We read with great interest the article of Dr. Blomster H and colleagues entitled: “Endothelial function is well preserved in obese patients with mild obstructive sleep apnea” [1]. In the manuscript, the authors clearly show that mild obstructive sleep apnea (OSA) does not correlate with endothelial dysfunction, measured by brachial artery flow-mediated dilatation (FMD), assuming that in mild OSA, endothelial function is still preserved. The data are very interesting, although the authors did not analyze the time of onset of symptoms, as well as the time from the diagnosis in their patients population.

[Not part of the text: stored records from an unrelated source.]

//! Output channels holding at most one listener each.

use parking_lot::Mutex;
use serde::{Deserialize, Serialize};
use std::sync::atomic::{AtomicU64, Ordering};
use std::sync::Arc;

use crate::protocol::EventRecord;

/// Type alias for listener function
pub type ListenerFn = Arc<dyn Fn(&EventRecord) + Send + Sync + 'static>;

/// Category of an output channel
#[derive(Debug, Clone, Copy, PartialEq, Eq, Hash, Serialize, Deserialize)]
#[serde(rename_all = "lowercase")]
pub enum EventKind {
    Message,
    Status,
    Presence,
    Error,
}

impl EventKind {
    pub const ALL: [EventKind; 4] = [Self::Message, Self::Status, Self::Presence, Self::Error];

    /// Host event channel name
    pub fn channel_name(&self) -> &'static str {
        match self {
            Self::Message => "flutter.ingenio.com/pubnub_message",
            Self::Status => "flutter.ingenio.com/pubnub_status",
            Self::Presence => "flutter.ingenio.com/pubnub_presence",
            Self::Error => "flutter.ingenio.com/pubnub_error",
        }
    }

    pub(crate) fn index(&self) -> usize {
        match self {
            Self::Message => 0,
            Self::Status => 1,
            Self::Presence => 2,
            Self::Error => 3,
        }
    }
}

impl std::fmt::Display for EventKind {
    fn fmt(&self, f: &mut std::fmt::Formatter<'_>) -> std::fmt::Result {
        match self {
            Self::Message => write!(f, "message"),
            Self::Status => write!(f, "status"),
            Self::Presence => write!(f, "presence"),
            Self::Error => write!(f, "error"),
        }
    }
}

impl std::str::FromStr for EventKind {
    type Err = String;

    fn from_str(s: &str) -> Result<Self, Self::Err> {
        match s.to_lowercase().as_str() {
            "message" => Ok(Self::Message),
            "status" => Ok(Self::Status),
            "presence" => Ok(Self::Presence),
            "error" => Ok(Self::Error),
            other => Self::ALL
                .iter()
                .copied()
                .find(|kind| kind.channel_name() == other)
                .ok_or_else(|| format!("Unknown event channel: {}", s)),
        }
    }
}

/// A registered listener
#[derive(Clone)]
pub struct Listener {
    pub id: u64,
    pub callback: ListenerFn,
}

impl Listener {
    pub fn new(id: u64, callback: impl Fn(&EventRecord) + Send + Sync + 'static) -> Self {
        Self {
            id,
            callback: Arc::new(callback),
        }
    }

    pub fn invoke(&self, record: &EventRecord) {
        (self.callback)(record);
    }
}

impl std::fmt::Debug for Listener {
    fn fmt(&self, f: &mut std::fmt::Formatter<'_>) -> std::fmt::Result {
        f.debug_struct("Listener").field("id", &self.id).finish()
    }
}

/// Delivery counters for one channel
#[derive(Debug, Clone, Copy, Default, PartialEq, Eq)]
pub struct ChannelStats {
    pub delivered: u64,
    pub dropped: u64,
}

/// One output channel: a single listener slot plus counters
#[derive(Debug)]
pub struct OutputChannel {
    kind: EventKind,
    slot: Mutex<Option<Listener>>,
    delivered: AtomicU64,
    dropped: AtomicU64,
}

impl OutputChannel {
    pub fn new(kind: EventKind) -> Self {
        Self {
            kind,
            slot: Mutex::new(None),
            delivered: AtomicU64::new(0),
            dropped: AtomicU64::new(0),
        }
    }

    pub fn kind(&self) -> EventKind {
        self.kind
    }

    /// Install a listener, returning the one it replaced
    pub fn set(&self, listener: Listener) -> Option<Listener> {
        self.slot.lock().replace(listener)
    }

    /// Remove the listener, returning it
    pub fn clear(&self) -> Option<Listener> {
        self.slot.lock().take()
    }

    /// Current listener; the lock is released before the caller invokes it
    pub fn current(&self) -> Option<Listener> {
        self.slot.lock().clone()
    }

    pub fn has_listener(&self) -> bool {
        self.slot.lock().is_some()
    }

    pub(crate) fn record_delivered(&self) {
        self.delivered.fetch_add(1, Ordering::Relaxed);
    }

    pub(crate) fn record_dropped(&self) {
        self.dropped.fetch_add(1, Ordering::Relaxed);
    }

    pub fn stats(&self) -> ChannelStats {
        ChannelStats {
            delivered: self.delivered.load(Ordering::Relaxed),
            dropped: self.dropped.load(Ordering::Relaxed),
        }
    }
}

In two recent studies [2, 3], endothelial peripheral dysfunction in OSA patients has been significantly found in mild OSA and in minimally symptomatic OSA. The endothelial dysfunction was also significantly decreased by CPAP treatment. Indeed, in our study [2], we demonstrated that moderate or severe OSA patients show an evident brachial endothelial dysfunction, measured by flow-mediated dilation (FMD) method. The most important finding was the considerable reversibility of FMD results for endothelial dysfunction, in the group of patients treated with CPAP therapy, for at least 3 months.

Taken these results together, we warmly emphasize that endothelial function is not always preserved in obese patients with mild obstructive sleep apnea. Its dysfunction might depend on the length of disease or might be increased by the coexistence of other important comorbidities.